After completing initial assessments, a screening team determines where to place patients for the appropriate treatment, whether that’s in collaborative care or with a specialist. 

“Most people would much rather be treated in the primary care office than they would going to a psychiatry office,” Ms. McNeely said. “It’s a huge patient satisfier.” 

When the system first implemented the model and the standard measure known as the “third next available appointment,” wait times increased to 12 to 14 months. Three years into the implementation, specialist appointment availability dropped to seven to 14 days, depending on the specialty. 

The effort began when pediatricians sought a solution for managing behavioral health conditions, such as autism and ADHD, in their daily workflows. With pediatric psychiatrists few and far between — Ms. McNeely referred to them as “unicorns” — the system turned to the model with aims to increase access to care and create financially sustainable services. 

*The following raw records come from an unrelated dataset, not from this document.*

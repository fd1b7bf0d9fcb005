#![deny(clippy::wildcard_imports)]

//! Session orchestration engine for an impostor-style social deduction game.
//!
//! The engine owns lobbies, roles, rounds, votes and timers; the hosting
//! platform plugs in through [`adapter::GameAdapter`] and drives play through
//! [`services::GameFlowService`].

pub mod adapter;
pub mod config;
pub mod domain;
pub mod error;
pub mod errors;
pub mod registry;
pub mod services;
pub mod session;
pub mod test_support;

pub use adapter::{AdapterError, GameAdapter, NullAdapter};
pub use config::GameConfig;
pub use error::EngineError;
pub use services::GameFlowService;
pub use session::SessionId;

#[cfg(test)]
#[ctor::ctor]
fn init_test_logging() {
    engine_test_support::logging::init();
}
use crate::domain::clue::normalize_clue;
use crate::errors::domain::{DomainError, ValidationKind};

fn assert_invalid(input: &str) {
    match normalize_clue(input) {
        Err(DomainError::Validation(ValidationKind::InvalidClueFormat, _)) => {}
        other => panic!("expected InvalidClueFormat for {input:?}, got {other:?}"),
    }
}

#[test]
fn single_word_is_valid() {
    assert_eq!(normalize_clue("kunai").unwrap(), "kunai");
}

#[test]
fn up_to_five_words_are_valid() {
    assert_eq!(
        normalize_clue("one two three four five").unwrap(),
        "one two three four five"
    );
}

#[test]
fn leading_and_trailing_whitespace_is_trimmed() {
    assert_eq!(normalize_clue("  ninja village  ").unwrap(), "ninja village");
}

#[test]
fn accents_enye_digits_and_hyphens_are_allowed() {
    assert_eq!(normalize_clue("señor árbol x-23").unwrap(), "señor árbol x-23");
}

#[test]
fn six_words_are_rejected() {
    assert_invalid("a b c d e f");
}

#[test]
fn empty_and_blank_are_rejected() {
    assert_invalid("");
    assert_invalid("   ");
}

#[test]
fn overlong_token_is_rejected() {
    assert_invalid("abcdefghijklmnopqrstu"); // 21 chars
}

#[test]
fn punctuation_is_rejected() {
    assert_invalid("hello!");
    assert_invalid("two,words");
}
//! Win-condition evaluation and end-of-game payloads.

use std::fmt::{Display, Formatter, Result as FmtResult};

use serde::Serialize;

use crate::domain::player::{PlayerId, Role};
use crate::domain::secret::Secret;
use crate::domain::state::GameState;

#[derive(Debug, Clone, Copy, PartialEq, Eq, Serialize)]
pub enum Winner {
    Impostor,
    Socials,
}

#[derive(Debug, Clone, Copy, PartialEq, Eq, Serialize)]
pub enum EndReason {
    /// The impostor is the only player left alive.
    SoleSurvivor,
    /// Two players remain alive and one of them is the impostor.
    TwoLeft,
    /// The round limit passed with the impostor still alive.
    RoundLimit,
    /// The round limit passed after the impostor had already fallen.
    RoundLimitImpostorDown,
    /// The vote eliminated the impostor.
    ImpostorEliminated,
    /// The impostor left the session mid-game.
    ImpostorLeft,
}

impl Display for EndReason {
    fn fmt(&self, f: &mut Formatter<'_>) -> FmtResult {
        let s = match self {
            EndReason::SoleSurvivor => "the impostor is the sole survivor",
            EndReason::TwoLeft => "only two players remain",
            EndReason::RoundLimit => "the round limit was reached",
            EndReason::RoundLimitImpostorDown => {
                "the round limit was reached with the impostor eliminated"
            }
            EndReason::ImpostorEliminated => "the impostor was voted out",
            EndReason::ImpostorLeft => "the impostor left the game",
        };
        f.write_str(s)
    }
}

#[derive(Debug, Clone, Copy, PartialEq, Eq, Serialize)]
pub struct GameEnd {
    pub winner: Winner,
    pub reason: EndReason,
}

/// Everything revealed publicly when a game ends.
#[derive(Debug, Clone, Serialize)]
pub struct EndReveal {
    pub impostor: Option<PlayerId>,
    pub secret: Option<Secret>,
    pub roles: Vec<(PlayerId, Role)>,
}

impl EndReveal {
    pub fn from_state(state: &GameState) -> Self {
        Self {
            impostor: state.impostor,
            secret: state.secret.clone(),
            roles: state
                .players()
                .iter()
                .filter_map(|p| p.role.map(|r| (p.id, r)))
                .collect(),
        }
    }
}

/// Evaluate the between-rounds win conditions, in order.
///
/// Called before opening each Turns phase, with `state.round` already set to
/// the round about to begin. Returns `None` when the round should be played.
pub fn evaluate_round_start(state: &GameState, max_rounds: u32) -> Option<GameEnd> {
    let impostor_alive = state.impostor_alive();
    let alive = state.alive_count();

    if impostor_alive && alive == 1 {
        return Some(GameEnd {
            winner: Winner::Impostor,
            reason: EndReason::SoleSurvivor,
        });
    }
    if impostor_alive && alive <= 2 {
        return Some(GameEnd {
            winner: Winner::Impostor,
            reason: EndReason::TwoLeft,
        });
    }
    if state.round > max_rounds {
        // The impostor's elimination normally ends the game inside the vote
        // phase; the dead-impostor branch still decides for the socials.
        return Some(if impostor_alive {
            GameEnd {
                winner: Winner::Impostor,
                reason: EndReason::RoundLimit,
            }
        } else {
            GameEnd {
                winner: Winner::Socials,
                reason: EndReason::RoundLimitImpostorDown,
            }
        });
    }
    None
}
use std::collections::BTreeSet;

use rand::SeedableRng;
use rand_chacha::ChaCha8Rng;

use crate::domain::player::{Player, PlayerId};
use crate::domain::state::GameState;
use crate::domain::turn_order::compute_turn_order;

fn state_with(humans: u64, bots: u32) -> GameState {
    let mut state = GameState::new("order", Player::human(1, "host"), true);
    for id in 2..=humans {
        state.add_player(Player::human(id, format!("p{id}")));
    }
    for _ in 0..bots {
        state.add_bot();
    }
    state
}

#[test]
fn order_is_a_permutation_of_alive_members() {
    let mut state = state_with(4, 1);
    state.player_mut(PlayerId::Human(3)).unwrap().alive = false;

    let mut rng = ChaCha8Rng::seed_from_u64(7);
    let order = compute_turn_order(&state, &mut rng);

    let expected: BTreeSet<PlayerId> = state.alive().map(|p| p.id).collect();
    let got: BTreeSet<PlayerId> = order.iter().copied().collect();
    assert_eq!(order.len(), 4);
    assert_eq!(got, expected);
    assert!(!order.contains(&PlayerId::Human(3)));
}

#[test]
fn order_is_seed_deterministic() {
    let state = state_with(5, 0);
    let a = compute_turn_order(&state, &mut ChaCha8Rng::seed_from_u64(42));
    let b = compute_turn_order(&state, &mut ChaCha8Rng::seed_from_u64(42));
    assert_eq!(a, b);
}

#[test]
fn different_seeds_eventually_differ() {
    let state = state_with(5, 0);
    let base = compute_turn_order(&state, &mut ChaCha8Rng::seed_from_u64(0));
    let moved = (1..64u64)
        .any(|s| compute_turn_order(&state, &mut ChaCha8Rng::seed_from_u64(s)) != base);
    assert!(moved, "64 seeds all produced the same permutation");
}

“You’re opening up a pipeline to bring in more insured patients into outpatient … that really is one of the more profitable areas for our behavioral health department,” Ms. McNeely said. 

Although behavioral health is not seen as a “moneymaker,” there’s value in treating patients upstream in primary care and in specialties, whether that’s pre- and post-surgery, cardiology or neurology, she said. 

“Patients who have their behavioral health needs met utilize primary care services. Overall healthcare costs go down. Treating them all in the same setting decreases the burden to the system as a whole,” Ms. McNeely said. 

The system initially projected the model to become profitable in five years. Now, three years in, it has reached net zero.